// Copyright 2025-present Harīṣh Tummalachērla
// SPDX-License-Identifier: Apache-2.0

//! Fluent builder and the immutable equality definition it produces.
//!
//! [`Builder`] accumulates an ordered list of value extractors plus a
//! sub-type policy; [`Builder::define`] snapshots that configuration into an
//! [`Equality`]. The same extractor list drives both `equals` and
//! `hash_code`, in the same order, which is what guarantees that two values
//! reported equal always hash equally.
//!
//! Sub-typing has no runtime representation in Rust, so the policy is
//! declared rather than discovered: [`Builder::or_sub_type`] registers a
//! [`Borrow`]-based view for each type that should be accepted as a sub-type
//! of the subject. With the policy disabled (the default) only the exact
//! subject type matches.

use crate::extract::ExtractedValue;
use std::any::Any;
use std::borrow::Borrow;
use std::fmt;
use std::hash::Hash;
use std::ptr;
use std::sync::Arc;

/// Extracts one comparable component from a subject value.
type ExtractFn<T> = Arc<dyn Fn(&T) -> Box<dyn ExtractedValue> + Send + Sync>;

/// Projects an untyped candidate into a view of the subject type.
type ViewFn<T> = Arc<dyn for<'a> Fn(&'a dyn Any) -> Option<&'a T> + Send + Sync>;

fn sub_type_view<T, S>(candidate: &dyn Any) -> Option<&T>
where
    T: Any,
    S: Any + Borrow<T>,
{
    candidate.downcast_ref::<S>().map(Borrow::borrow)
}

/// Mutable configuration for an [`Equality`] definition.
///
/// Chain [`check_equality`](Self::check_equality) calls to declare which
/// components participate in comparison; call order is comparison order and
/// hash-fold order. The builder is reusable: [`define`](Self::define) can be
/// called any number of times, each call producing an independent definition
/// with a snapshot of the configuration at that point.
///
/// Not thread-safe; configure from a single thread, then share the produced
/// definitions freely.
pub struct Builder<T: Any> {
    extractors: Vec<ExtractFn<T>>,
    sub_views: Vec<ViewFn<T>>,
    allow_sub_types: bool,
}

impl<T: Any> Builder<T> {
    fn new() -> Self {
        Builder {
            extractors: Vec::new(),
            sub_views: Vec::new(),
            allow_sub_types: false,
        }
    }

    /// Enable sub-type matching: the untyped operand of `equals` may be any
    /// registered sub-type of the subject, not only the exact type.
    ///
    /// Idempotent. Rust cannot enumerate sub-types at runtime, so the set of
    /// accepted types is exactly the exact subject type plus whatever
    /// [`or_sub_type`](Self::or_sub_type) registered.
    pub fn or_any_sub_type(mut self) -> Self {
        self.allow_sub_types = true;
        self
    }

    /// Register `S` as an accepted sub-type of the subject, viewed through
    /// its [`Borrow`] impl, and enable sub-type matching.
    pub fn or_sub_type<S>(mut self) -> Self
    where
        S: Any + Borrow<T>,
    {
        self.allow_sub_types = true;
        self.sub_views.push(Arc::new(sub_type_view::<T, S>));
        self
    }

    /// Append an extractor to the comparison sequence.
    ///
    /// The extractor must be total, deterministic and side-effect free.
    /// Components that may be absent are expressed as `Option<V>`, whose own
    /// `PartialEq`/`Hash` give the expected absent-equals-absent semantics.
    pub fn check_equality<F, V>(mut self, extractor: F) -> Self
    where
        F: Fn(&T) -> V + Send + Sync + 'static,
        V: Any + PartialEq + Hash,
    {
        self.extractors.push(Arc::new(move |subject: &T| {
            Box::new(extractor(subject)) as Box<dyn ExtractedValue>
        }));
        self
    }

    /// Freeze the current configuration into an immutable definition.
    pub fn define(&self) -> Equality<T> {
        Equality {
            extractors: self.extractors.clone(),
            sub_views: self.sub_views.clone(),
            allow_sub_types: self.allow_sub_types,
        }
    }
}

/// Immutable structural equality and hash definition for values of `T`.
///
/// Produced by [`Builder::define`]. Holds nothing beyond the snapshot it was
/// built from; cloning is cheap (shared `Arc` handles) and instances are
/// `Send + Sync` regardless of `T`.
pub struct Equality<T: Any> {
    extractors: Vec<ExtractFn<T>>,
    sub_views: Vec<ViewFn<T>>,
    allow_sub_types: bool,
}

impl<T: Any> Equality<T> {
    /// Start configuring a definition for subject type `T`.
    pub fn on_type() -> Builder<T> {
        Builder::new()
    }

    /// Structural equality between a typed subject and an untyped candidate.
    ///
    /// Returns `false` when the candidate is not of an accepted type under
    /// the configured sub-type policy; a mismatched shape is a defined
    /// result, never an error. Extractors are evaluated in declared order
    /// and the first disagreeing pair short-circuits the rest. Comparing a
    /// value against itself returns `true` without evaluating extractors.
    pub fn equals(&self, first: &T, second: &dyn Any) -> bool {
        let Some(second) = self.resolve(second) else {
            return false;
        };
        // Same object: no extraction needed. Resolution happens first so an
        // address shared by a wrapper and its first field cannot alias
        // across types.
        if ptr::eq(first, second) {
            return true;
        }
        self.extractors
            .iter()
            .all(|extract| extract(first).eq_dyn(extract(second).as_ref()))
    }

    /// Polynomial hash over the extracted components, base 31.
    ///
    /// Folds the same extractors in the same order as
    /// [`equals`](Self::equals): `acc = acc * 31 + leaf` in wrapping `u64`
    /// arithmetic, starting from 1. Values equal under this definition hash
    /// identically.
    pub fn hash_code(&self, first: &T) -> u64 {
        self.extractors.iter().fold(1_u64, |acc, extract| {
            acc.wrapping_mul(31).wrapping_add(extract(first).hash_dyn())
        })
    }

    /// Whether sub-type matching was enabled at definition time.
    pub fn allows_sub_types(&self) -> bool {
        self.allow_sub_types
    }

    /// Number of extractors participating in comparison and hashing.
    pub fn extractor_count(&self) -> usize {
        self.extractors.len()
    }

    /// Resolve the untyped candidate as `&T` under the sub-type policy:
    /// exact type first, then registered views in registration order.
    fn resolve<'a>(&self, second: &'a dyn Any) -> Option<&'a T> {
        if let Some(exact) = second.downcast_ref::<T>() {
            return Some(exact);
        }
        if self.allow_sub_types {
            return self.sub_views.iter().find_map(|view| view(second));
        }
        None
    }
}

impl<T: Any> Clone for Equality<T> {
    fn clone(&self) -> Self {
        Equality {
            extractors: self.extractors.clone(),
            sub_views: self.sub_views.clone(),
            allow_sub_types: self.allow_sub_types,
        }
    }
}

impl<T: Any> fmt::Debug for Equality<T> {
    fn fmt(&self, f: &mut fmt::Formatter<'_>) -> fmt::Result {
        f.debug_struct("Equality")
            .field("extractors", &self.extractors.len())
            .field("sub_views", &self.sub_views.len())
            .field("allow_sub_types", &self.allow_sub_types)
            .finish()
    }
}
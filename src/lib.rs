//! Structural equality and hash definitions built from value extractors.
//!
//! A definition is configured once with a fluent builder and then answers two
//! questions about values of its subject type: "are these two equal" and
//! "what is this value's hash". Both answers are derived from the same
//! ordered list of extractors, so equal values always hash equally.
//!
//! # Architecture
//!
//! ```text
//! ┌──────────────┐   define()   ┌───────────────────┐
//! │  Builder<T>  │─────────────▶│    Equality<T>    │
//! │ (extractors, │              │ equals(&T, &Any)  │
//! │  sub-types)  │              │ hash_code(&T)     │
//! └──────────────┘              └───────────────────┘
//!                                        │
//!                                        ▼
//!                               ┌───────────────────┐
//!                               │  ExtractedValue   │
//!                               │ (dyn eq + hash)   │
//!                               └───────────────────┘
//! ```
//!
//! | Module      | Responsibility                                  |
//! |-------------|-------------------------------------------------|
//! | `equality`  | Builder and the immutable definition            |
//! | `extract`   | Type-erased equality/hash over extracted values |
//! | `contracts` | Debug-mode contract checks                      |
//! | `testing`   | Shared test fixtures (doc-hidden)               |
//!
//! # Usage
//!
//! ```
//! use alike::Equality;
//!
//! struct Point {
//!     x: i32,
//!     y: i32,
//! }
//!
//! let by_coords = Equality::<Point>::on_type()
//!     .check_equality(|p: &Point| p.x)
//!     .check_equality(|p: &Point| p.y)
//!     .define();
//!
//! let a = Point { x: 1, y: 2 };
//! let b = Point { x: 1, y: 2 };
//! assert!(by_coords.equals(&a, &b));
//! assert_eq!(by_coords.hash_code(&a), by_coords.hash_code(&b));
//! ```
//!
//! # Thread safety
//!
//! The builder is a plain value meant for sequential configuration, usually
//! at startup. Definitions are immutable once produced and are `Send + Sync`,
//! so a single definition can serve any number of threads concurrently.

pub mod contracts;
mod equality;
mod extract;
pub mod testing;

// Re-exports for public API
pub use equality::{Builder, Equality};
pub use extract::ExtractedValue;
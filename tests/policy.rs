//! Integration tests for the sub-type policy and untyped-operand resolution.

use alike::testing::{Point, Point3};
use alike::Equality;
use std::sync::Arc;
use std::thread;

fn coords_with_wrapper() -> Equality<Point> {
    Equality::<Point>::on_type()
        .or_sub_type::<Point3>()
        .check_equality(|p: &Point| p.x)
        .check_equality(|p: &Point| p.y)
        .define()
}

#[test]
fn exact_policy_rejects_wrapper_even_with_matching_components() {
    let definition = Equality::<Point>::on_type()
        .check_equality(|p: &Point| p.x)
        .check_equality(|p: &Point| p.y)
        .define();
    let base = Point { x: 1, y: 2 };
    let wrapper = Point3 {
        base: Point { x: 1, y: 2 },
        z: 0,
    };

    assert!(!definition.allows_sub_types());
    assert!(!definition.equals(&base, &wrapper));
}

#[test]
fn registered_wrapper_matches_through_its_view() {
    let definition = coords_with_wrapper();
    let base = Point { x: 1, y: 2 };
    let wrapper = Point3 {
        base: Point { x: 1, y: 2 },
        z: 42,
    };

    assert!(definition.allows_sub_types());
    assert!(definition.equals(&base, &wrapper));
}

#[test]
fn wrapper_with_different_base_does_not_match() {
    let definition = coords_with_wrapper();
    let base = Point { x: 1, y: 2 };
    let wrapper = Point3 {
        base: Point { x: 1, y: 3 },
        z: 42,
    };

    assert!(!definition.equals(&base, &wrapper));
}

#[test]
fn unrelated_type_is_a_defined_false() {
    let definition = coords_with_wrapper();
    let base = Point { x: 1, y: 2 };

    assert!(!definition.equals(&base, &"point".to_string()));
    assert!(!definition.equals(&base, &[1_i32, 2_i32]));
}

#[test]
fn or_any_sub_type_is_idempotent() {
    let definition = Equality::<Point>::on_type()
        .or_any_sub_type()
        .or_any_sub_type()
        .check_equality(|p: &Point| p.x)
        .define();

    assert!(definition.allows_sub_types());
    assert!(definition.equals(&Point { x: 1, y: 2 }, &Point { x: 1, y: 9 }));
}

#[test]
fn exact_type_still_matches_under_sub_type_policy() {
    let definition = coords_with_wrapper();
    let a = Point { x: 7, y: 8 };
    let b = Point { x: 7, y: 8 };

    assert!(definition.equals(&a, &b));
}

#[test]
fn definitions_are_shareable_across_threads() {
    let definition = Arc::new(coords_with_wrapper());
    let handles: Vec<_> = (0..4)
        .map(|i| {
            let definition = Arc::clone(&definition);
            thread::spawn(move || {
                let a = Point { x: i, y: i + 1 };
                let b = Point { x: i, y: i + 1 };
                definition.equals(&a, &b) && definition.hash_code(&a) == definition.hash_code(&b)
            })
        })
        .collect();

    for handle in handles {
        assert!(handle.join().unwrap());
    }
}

* WHAT THIS TASK INVOLVES *
Each line from the first line of the listing through the line with "extractors plus a" must be output exactly, both ends included, and no other line may appear.

* SOLUTION FOR THIS PROBLEM *
// Copyright 2025-present Harīṣh Tummalachērla
// SPDX-License-Identifier: Apache-2.0

//! Fluent builder and the immutable equality definition it produces.
//!
//! [`Builder`] accumulates an ordered list of value extractors plus a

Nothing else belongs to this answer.